Batik Aksara Mbojo (Milik Pribadi) |
Beberapa waktu lalu saya membaca sebuah postingan di media sosial tentang bahasa Bima dan Dompo. Sebuah perdebatan yang tidak akan memiliki titik terang saya kira atau hanya sia-sia belaka. Saya tidak ingin membahasnya lebih lanjut.

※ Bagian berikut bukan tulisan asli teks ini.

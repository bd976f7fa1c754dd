//! Fixed-schema binary codec.
//!
//! A value serializes as the concatenation of its fields in declared
//! order. Every field handled here is fixed-length, so there are no
//! length prefixes and decoding is a single forward pass.

use crate::error::DecodeError;

/// Append-only byte sink.
#[derive(Clone, Debug, Default)]
pub struct BinaryWriter {
    buf: Vec<u8>,
}

impl BinaryWriter {
    /// Create an empty writer.
    pub fn new() -> Self {
        Self::default()
    }

    /// Create an empty writer with room for `capacity` bytes.
    pub fn with_capacity(capacity: usize) -> Self {
        BinaryWriter {
            buf: Vec::with_capacity(capacity),
        }
    }

    /// Append a single byte.
    pub fn write_u8(&mut self, byte: u8) {
        self.buf.push(byte);
    }

    /// Append raw bytes without a length prefix.
    pub fn write_fixed(&mut self, bytes: &[u8]) {
        self.buf.extend_from_slice(bytes);
    }

    /// Number of bytes written so far.
    pub fn len(&self) -> usize {
        self.buf.len()
    }

    /// Whether nothing has been written.
    pub fn is_empty(&self) -> bool {
        self.buf.is_empty()
    }

    /// Consume the writer and return the written bytes.
    pub fn into_bytes(self) -> Vec<u8> {
        self.buf
    }
}

/// Forward-only cursor over a byte slice.
#[derive(Clone, Debug)]
pub struct BinaryReader<'a> {
    data: &'a [u8],
    pos: usize,
}

impl<'a> BinaryReader<'a> {
    /// Create a reader positioned at the start of `data`.
    pub fn new(data: &'a [u8]) -> Self {
        BinaryReader { data, pos: 0 }
    }

    /// Bytes not yet consumed.
    #[inline]
    pub fn remaining(&self) -> usize {
        self.data.len() - self.pos
    }

    /// Whether every byte has been consumed.
    #[inline]
    pub fn is_empty(&self) -> bool {
        self.remaining() == 0
    }

    /// Read one byte.
    pub fn read_u8(&mut self) -> Result<u8, DecodeError> {
        let [byte] = self.read_fixed::<1>()?;
        Ok(byte)
    }

    /// Read exactly `n` bytes and advance past them.
    pub fn read_bytes(&mut self, n: usize) -> Result<&'a [u8], DecodeError> {
        let remaining = self.remaining();
        if remaining < n {
            return Err(DecodeError::UnexpectedEof { needed: n, remaining });
        }
        let bytes = &self.data[self.pos..self.pos + n];
        self.pos += n;
        Ok(bytes)
    }

    /// Read exactly `N` bytes into an array.
    pub fn read_fixed<const N: usize>(&mut self) -> Result<[u8; N], DecodeError> {
        let mut out = [0u8; N];
        out.copy_from_slice(self.read_bytes(N)?);
        Ok(out)
    }
}

/// Types with a fixed binary layout.
pub trait BinarySerialize {
    /// Append this value's fields to `writer` in declared order.
    fn serialize_into(&self, writer: &mut BinaryWriter);
}

/// Types that can be read back from their binary layout.
pub trait BinaryDeserialize: Sized {
    /// Consume exactly this value's bytes from `reader`.
    fn deserialize_from(reader: &mut BinaryReader<'_>) -> Result<Self, DecodeError>;
}

impl<const N: usize> BinarySerialize for [u8; N] {
    fn serialize_into(&self, writer: &mut BinaryWriter) {
        writer.write_fixed(self);
    }
}

impl<const N: usize> BinaryDeserialize for [u8; N] {
    fn deserialize_from(reader: &mut BinaryReader<'_>) -> Result<Self, DecodeError> {
        reader.read_fixed::<N>()
    }
}

/// Serialize a value to bytes.
pub fn serialize<T: BinarySerialize + ?Sized>(value: &T) -> Vec<u8> {
    let mut writer = BinaryWriter::new();
    value.serialize_into(&mut writer);
    writer.into_bytes()
}

/// Deserialize a value from bytes.
///
/// Returns an error if:
/// - The bytes end before the value is complete
/// - A tag byte is not recognized
/// - There are trailing bytes after the value
pub fn deserialize<T: BinaryDeserialize>(bytes: &[u8]) -> Result<T, DecodeError> {
    let mut reader = BinaryReader::new(bytes);
    let value = T::deserialize_from(&mut reader)?;
    if !reader.is_empty() {
        return Err(DecodeError::TrailingBytes(reader.remaining()));
    }
    Ok(value)
}

#[cfg(test)]
mod tests {
    use super::*;

    #[derive(Debug, PartialEq, Eq)]
    struct Pair {
        tag: u8,
        body: [u8; 4],
    }

    impl BinarySerialize for Pair {
        fn serialize_into(&self, writer: &mut BinaryWriter) {
            writer.write_u8(self.tag);
            self.body.serialize_into(writer);
        }
    }

    impl BinaryDeserialize for Pair {
        fn deserialize_from(reader: &mut BinaryReader<'_>) -> Result<Self, DecodeError> {
            let tag = reader.read_u8()?;
            let body = reader.read_fixed()?;
            Ok(Pair { tag, body })
        }
    }

    #[test]
    fn test_fields_concatenated_in_order() {
        let value = Pair { tag: 9, body: [1, 2, 3, 4] };
        assert_eq!(serialize(&value), vec![9, 1, 2, 3, 4]);
    }

    #[test]
    fn test_roundtrip() {
        let value = Pair { tag: 0xAB, body: [0xFF; 4] };
        let recovered: Pair = deserialize(&serialize(&value)).unwrap();
        assert_eq!(value, recovered);
    }

    #[test]
    fn test_reader_advances() {
        let data = [1u8, 2, 3, 4, 5];
        let mut reader = BinaryReader::new(&data);

        assert_eq!(reader.read_u8().unwrap(), 1);
        assert_eq!(reader.read_bytes(2).unwrap(), &[2, 3]);
        assert_eq!(reader.remaining(), 2);
        assert_eq!(reader.read_fixed::<2>().unwrap(), [4, 5]);
        assert!(reader.is_empty());
    }

    #[test]
    fn test_read_past_end() {
        let data = [1u8, 2, 3];
        let mut reader = BinaryReader::new(&data);

        let result = reader.read_fixed::<4>();
        assert_eq!(result, Err(DecodeError::UnexpectedEof { needed: 4, remaining: 3 }));

        // A failed read does not consume anything.
        assert_eq!(reader.remaining(), 3);
    }

    #[test]
    fn test_read_u8_empty() {
        let mut reader = BinaryReader::new(&[]);
        assert!(matches!(
            reader.read_u8(),
            Err(DecodeError::UnexpectedEof { needed: 1, remaining: 0 })
        ));
    }

    #[test]
    fn test_rejects_trailing_bytes() {
        let mut bytes = serialize(&Pair { tag: 1, body: [0; 4] });
        bytes.push(0xFF);

        let result: Result<Pair, _> = deserialize(&bytes);
        assert_eq!(result, Err(DecodeError::TrailingBytes(1)));
    }

    #[test]
    fn test_writer_len() {
        let mut writer = BinaryWriter::with_capacity(8);
        assert!(writer.is_empty());
        writer.write_u8(0);
        writer.write_fixed(&[1, 2, 3]);
        assert_eq!(writer.len(), 4);
    }
}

Saya membuka kembali catatan H. Zollinger yang bertajuk "Verslag van eene reis naar Bima en Soembawa,...." dalam perjalanannya pada tahun 1847. Kali ini saya mengamati sub-bab tentang bahasa. Pada tabel yang tertera terdapat kata-kata dari beberapa bahasa yang berbeda dan disandingkan. Bahasa Belanda, Melayu, Sasak, Sumbawa, Sanggar, Bima, Bugis, Makassar, Ende dan Tambora.
Antara bahasa Bima, Sanggar dan Tambora masih memiliki kekerabatan. Beberapa kata yang sama atau identik juga beberapa yang hampir mirip. Setiap bahasa saya kira akan selalu punya aksaranya dan Nggahi Mbojo juga memilikinya. Hal tersebut akan berlaku juga dengan bahasa Sanggar, Tambora, Ende dan lainnya.

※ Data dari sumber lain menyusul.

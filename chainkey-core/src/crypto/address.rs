//! Implicit account id derivation.
//!
//! An implicit account id is the lowercase hex encoding of the 32 raw
//! public key bytes. The account exists as soon as funds are sent to it,
//! without any on-chain registration.

use super::keys::PublicKey;

/// Derive the implicit account id of a public key.
pub fn implicit_account_id(public_key: &PublicKey) -> String {
    hex::encode(public_key.as_bytes())
}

Ada yang menarik dari aksara Bima Lama yang termuat dalam catatan Zollinger. Setelah dipikir-pikir, melalui analisa yang cukup lama, saya memberanikan diri untuk menyimpulkan demikian. Bahwa Nggahi Mbojo tidak memiliki atau dalam setiap kata bahasa Bima tidak memiliki huruf mati, baik di tengah maupun pada akhir kata. Jika Anda mengatakan ada, yakin itu adalah kata serapan bahasa asing.
Kedua, pada aksara yang termuat tersebut, Zollinger tidak menulis bahwa aksara Bima memiliki tanda sukun atau tanda mati. Hanya tanda e, i, o dan u. Hal ini menambah kekuatan pada pendapat pertama. Selanjutnya, mengenai aksara Bima turunan Lontara (Terlepas dari pendapat yang telah ada mengenai sejarahnya), penggunaan aksara baru ini saya kira juga diinisiasi dari banyaknya serapan bahasa asing oleh Nggahi Mbojo. Agar mempermudah kegiatan tulis-menulis kerajaan atau kearsipan kerajaan, tentunya juga untuk memperlancar hubungan diplomatik.
Maka, dapat disimpulkan bahwa aksara Mbojo yang terdapat dalam catatan H. Zollinger (juga Raffles dan buku Muatan Lokal Caha Tana'o) adalah aksara Mbojo yang sebenarnya dan otentik milik Bima.
Bahasa Bima adalah bahasa yang hidup, memiliki harapan untuk penuturnya agar selalu terpancar Iman dan takwa, Maha Kekal.